It should be understood, however, that the description herein of
specific embodiments is not intended to limit the invention to the
particular forms disclosed, but on the contrary, the intention is
to cover all modifications, equivalents, and alternatives falling
within the spirit and scope of the invention as defined by the
appended claims.
DETAILED DESCRIPTION OF EXEMPLARY EMBODIMENTS
[0024] The present invention relates to systems and methods useful
in subterranean treatment operations. More particularly, the
present invention relates to systems and methods for treating
subterranean formations using low-molecular-weight fluids. As
referred to herein, the term "low-molecular-weight fluid" is
defined to mean a fluid that has an average molecular weight of
less than about 1,000,000. Certain embodiments of the
low-molecular-weight fluids useful in accordance with the present
invention may have a viscosity, measured at a reference temperature
of about 25.degree. C., of at least about 2 cP; such viscosity may
be measured on, for example, a Fann Model 35 viscometer, or the
like. Certain other embodiments of low-molecular-weight fluids
useful with the present invention may have a lower viscosity, such
as, for example, when the low-molecular-weight fluid is water.

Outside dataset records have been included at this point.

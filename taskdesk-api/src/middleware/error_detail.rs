/// Development-mode error detail
///
/// Internal errors always respond with a generic message. In development the
/// detail recorded by [`ApiError::InternalError`](crate::error::ApiError) is
/// copied into the body as `stack`.

use axum::{
    extract::{Request, State},
    middleware::Next,
    response::{IntoResponse, Response},
    Json,
};

use crate::config::Environment;
use crate::error::{ErrorResponse, InternalErrorDetail, INTERNAL_ERROR_MESSAGE};

pub async fn error_detail_layer(
    State(environment): State<Environment>,
    request: Request,
    next: Next,
) -> Response {
    let mut response = next.run(request).await;

    if environment.is_production() {
        return response;
    }

    match response.extensions_mut().remove::<InternalErrorDetail>() {
        Some(InternalErrorDetail(detail)) => {
            let status = response.status();
            let body = ErrorResponse {
                stack: Some(detail),
                ..ErrorResponse::new(INTERNAL_ERROR_MESSAGE)
            };
            (status, Json(body)).into_response()
        }
        None => response,
    }
}

#[cfg(test)]
mod tests {
    use super::*;
    use crate::error::ApiError;
    use axum::{body::Body, http::StatusCode, middleware, routing::get, Router};
    use tower::ServiceExt;

    async fn failing() -> Result<(), ApiError> {
        Err(ApiError::InternalError("pool timed out".to_string()))
    }

    async fn stack_for(environment: Environment) -> Option<String> {
        let app = Router::new()
            .route("/", get(failing))
            .layer(middleware::from_fn_with_state(environment, error_detail_layer));

        let response = app
            .oneshot(axum::http::Request::builder().uri("/").body(Body::empty()).unwrap())
            .await
            .unwrap();
        assert_eq!(response.status(), StatusCode::INTERNAL_SERVER_ERROR);

        let bytes = axum::body::to_bytes(response.into_body(), usize::MAX)
            .await
            .unwrap();
        let body: serde_json::Value = serde_json::from_slice(&bytes).unwrap();
        assert_eq!(body["message"], INTERNAL_ERROR_MESSAGE);
        body["stack"].as_str().map(str::to_string)
    }

    #[tokio::test]
    async fn test_stack_attached_in_development() {
        assert_eq!(
            stack_for(Environment::Development).await.as_deref(),
            Some("pool timed out")
        );
    }

    #[tokio::test]
    async fn test_stack_withheld_in_production() {
        assert_eq!(stack_for(Environment::Production).await, None);
    }
}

[0025] In certain embodiments of the present invention, the use of
a low-molecular-weight fluid in the methods and systems of the
present invention may result in, among other things, improved
cleanup of the low-molecular-weight fluid at the conclusion of the
treatment operation, and reduced loss of the low-molecular-weight
fluid into the subterranean formation during the treatment
operation. The subterranean formation also may exhibit improved
"regain permeability" upon the conclusion of the treatment
operation. As referred to herein, the term "regain permeability"
will be understood to mean the degree to which the permeability of
a formation that has been exposed to a treatment fluid approaches
the original permeability of the formation. For example, a
determination that a subterranean formation evidences "100% regain
permeability" at the conclusion of a treatment operation indicates
that the permeability of the formation, post-operation, is equal to
its permeability before the treatment operation. In certain
embodiments of the present invention, the methods and systems of
the present invention may permit, inter alia, highly accurate,
"pinpoint" placement of a fracture that has been created or
enhanced through the injection of a low-molecular-weight fluid at a
desired location in a reservoir.
[0026] In certain embodiments of the present invention, the
low-molecular-weight fluid may comprise an acid system. The acid
system may be polymer-based or nonpolymer-based. In certain
embodiments, the acid system may comprise a viscosifier (sometimes
referred to as a "gelling agent."). Where the acid system comprises
a viscosifier, a broad variety of viscosifiers may be used,
including, but not limited to, emulsifiers and surfactants.
Examples of suitable viscosifiers include, but are not limited to,
those that are commercially available from Halliburton Energy
Services, Inc., under the trade names SGA-HT, SGA-I, and SGA-II. In
certain embodiments wherein the low-molecular-weight fluid used in
the methods and systems of the present invention is an acid system
that comprises a viscosifier, the viscosifier may be present in the
acid system in an amount in the range of from about 0.001% to about
0.035% by volume. Examples of other acid systems that may be
suitable include, but are not limited to, a hydrochloric acid based
delayed carbonate acid system that is commercially available from
Halliburton Energy Services, Inc., under the trade name CARBONATE
20/20, and a hydrofluoric acid based delayed carbonate acid system
that is commercially available from Halliburton Energy Services,
Inc., under the trade name SANDSTONE 2000.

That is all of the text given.